:: TASK INPUT ::

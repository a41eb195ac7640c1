//! Normalized bibliographic record produced by a lookup source.

use serde::{Deserialize, Serialize};

/// A single contributor to a work.
///
/// Organizations and other corporate authors are stored with the name in
/// `family` and no given name.
#[derive(Debug, Clone, PartialEq, Eq, Hash, Serialize, Deserialize)]
pub struct Author {
    /// Family name (surname), or the full name of a corporate author
    pub family: String,

    /// Given name(s), possibly already abbreviated ("G. E.")
    #[serde(default, skip_serializing_if = "Option::is_none")]
    pub given: Option<String>,
}

impl Author {
    /// Create an author from family and given names
    pub fn new(family: impl Into<String>, given: impl Into<String>) -> Self {
        let given = given.into();
        let given = given.trim();
        Self {
            family: family.into().trim().to_string(),
            given: (!given.is_empty()).then(|| given.to_string()),
        }
    }

    /// Create a family-only author (organization, consortium, mononym)
    pub fn literal(name: impl Into<String>) -> Self {
        Self {
            family: name.into().trim().to_string(),
            given: None,
        }
    }

    /// Given names split into their whitespace-separated parts
    pub fn given_parts(&self) -> Vec<&str> {
        self.given
            .as_deref()
            .map(|g| g.split_whitespace().collect())
            .unwrap_or_default()
    }

    /// Initials of the given names, one entry per given name.
    ///
    /// Hyphenated names keep their hyphen: "Yee-Whye" yields `"Y.-W."` in the
    /// dotted form and `"YW"` in the compact form.
    pub fn initials(&self, dotted: bool) -> Vec<String> {
        self.given_parts()
            .into_iter()
            .filter_map(|part| {
                let pieces: Vec<String> = part
                    .split('-')
                    .filter_map(|p| p.chars().find(|c| c.is_alphabetic()))
                    .map(|c| {
                        let upper: String = c.to_uppercase().collect();
                        if dotted {
                            format!("{}.", upper)
                        } else {
                            upper
                        }
                    })
                    .collect();
                if pieces.is_empty() {
                    None
                } else if dotted {
                    Some(pieces.join("-"))
                } else {
                    Some(pieces.concat())
                }
            })
            .collect()
    }
}

impl std::fmt::Display for Author {
    fn fmt(&self, f: &mut std::fmt::Formatter<'_>) -> std::fmt::Result {
        match &self.given {
            Some(given) => write!(f, "{} {}", given, self.family),
            None => write!(f, "{}", self.family),
        }
    }
}

/// The canonical representation of a looked-up work.
///
/// Independent of how the work was queried; DOI serves as the natural
/// identifier when present.
#[derive(Debug, Clone, PartialEq, Serialize, Deserialize)]
pub struct NormalizedRecord {
    /// Title of the work
    pub title: Option<String>,

    /// Authors in citation order
    #[serde(default)]
    pub authors: Vec<Author>,

    /// Container title (journal, proceedings, book), or the publisher when absent
    pub journal: Option<String>,

    /// Publication year
    pub year: Option<i32>,

    /// Volume
    pub volume: Option<String>,

    /// Issue number
    pub issue: Option<String>,

    /// Page range or article number
    pub pages: Option<String>,

    /// Publisher name
    pub publisher: Option<String>,

    /// Digital Object Identifier (bare, without resolver prefix)
    pub doi: Option<String>,
}

impl NormalizedRecord {
    /// Create an empty record
    pub fn new() -> Self {
        Self {
            title: None,
            authors: Vec::new(),
            journal: None,
            year: None,
            volume: None,
            issue: None,
            pages: None,
            publisher: None,
            doi: None,
        }
    }

    /// A record can be cited when it has a title and at least one author,
    /// or when it carries a DOI.
    pub fn is_usable(&self) -> bool {
        let has_title = self.title.as_deref().is_some_and(|t| !t.trim().is_empty());
        let has_doi = self.doi.as_deref().is_some_and(|d| !d.trim().is_empty());
        (has_title && !self.authors.is_empty()) || has_doi
    }

    /// Returns the primary identifier for logs (DOI if available, else title)
    pub fn primary_id(&self) -> &str {
        self.doi
            .as_deref()
            .or(self.title.as_deref())
            .unwrap_or("<untitled>")
    }

    /// URL form of the DOI
    pub fn doi_url(&self) -> Option<String> {
        self.doi.as_ref().map(|doi| format!("https://doi.org/{}", doi))
    }
}

impl Default for NormalizedRecord {
    fn default() -> Self {
        Self::new()
    }
}

/// Builder for constructing records
#[derive(Debug, Clone, Default)]
pub struct RecordBuilder {
    record: NormalizedRecord,
}

/// Trimmed, non-empty version of a string
fn non_empty(value: impl Into<String>) -> Option<String> {
    let value = value.into();
    let trimmed = value.trim();
    (!trimmed.is_empty()).then(|| trimmed.to_string())
}

impl RecordBuilder {
    /// Create a new builder
    pub fn new() -> Self {
        Self::default()
    }

    /// Set title
    pub fn title(mut self, title: impl Into<String>) -> Self {
        self.record.title = non_empty(title);
        self
    }

    /// Append an author
    pub fn author(mut self, author: Author) -> Self {
        self.record.authors.push(author);
        self
    }

    /// Replace the author list
    pub fn authors(mut self, authors: Vec<Author>) -> Self {
        self.record.authors = authors;
        self
    }

    /// Set container title
    pub fn journal(mut self, journal: impl Into<String>) -> Self {
        self.record.journal = non_empty(journal);
        self
    }

    /// Set publication year
    pub fn year(mut self, year: i32) -> Self {
        self.record.year = Some(year);
        self
    }

    /// Set volume
    pub fn volume(mut self, volume: impl Into<String>) -> Self {
        self.record.volume = non_empty(volume);
        self
    }

    /// Set issue
    pub fn issue(mut self, issue: impl Into<String>) -> Self {
        self.record.issue = non_empty(issue);
        self
    }

    /// Set pages
    pub fn pages(mut self, pages: impl Into<String>) -> Self {
        self.record.pages = non_empty(pages);
        self
    }

    /// Set publisher
    pub fn publisher(mut self, publisher: impl Into<String>) -> Self {
        self.record.publisher = non_empty(publisher);
        self
    }

    /// Set DOI
    pub fn doi(mut self, doi: impl Into<String>) -> Self {
        self.record.doi = non_empty(doi);
        self
    }

    /// Build the record
    pub fn build(self) -> NormalizedRecord {
        self.record
    }
}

:::

> WORK ITEM:
Your response should consist solely of the lines from the one that holds "self.record.publisher = non_empty(publisher);" through the end of the listing above, reproduced exactly.

> REPLY:
        self.record.publisher = non_empty(publisher);
        self
    }

    /// Set DOI
    pub fn doi(mut self, doi: impl Into<String>) -> Self {
        self.record.doi = non_empty(doi);
        self
    }

    /// Build the record
    pub fn build(self) -> NormalizedRecord {
        self.record
    }
}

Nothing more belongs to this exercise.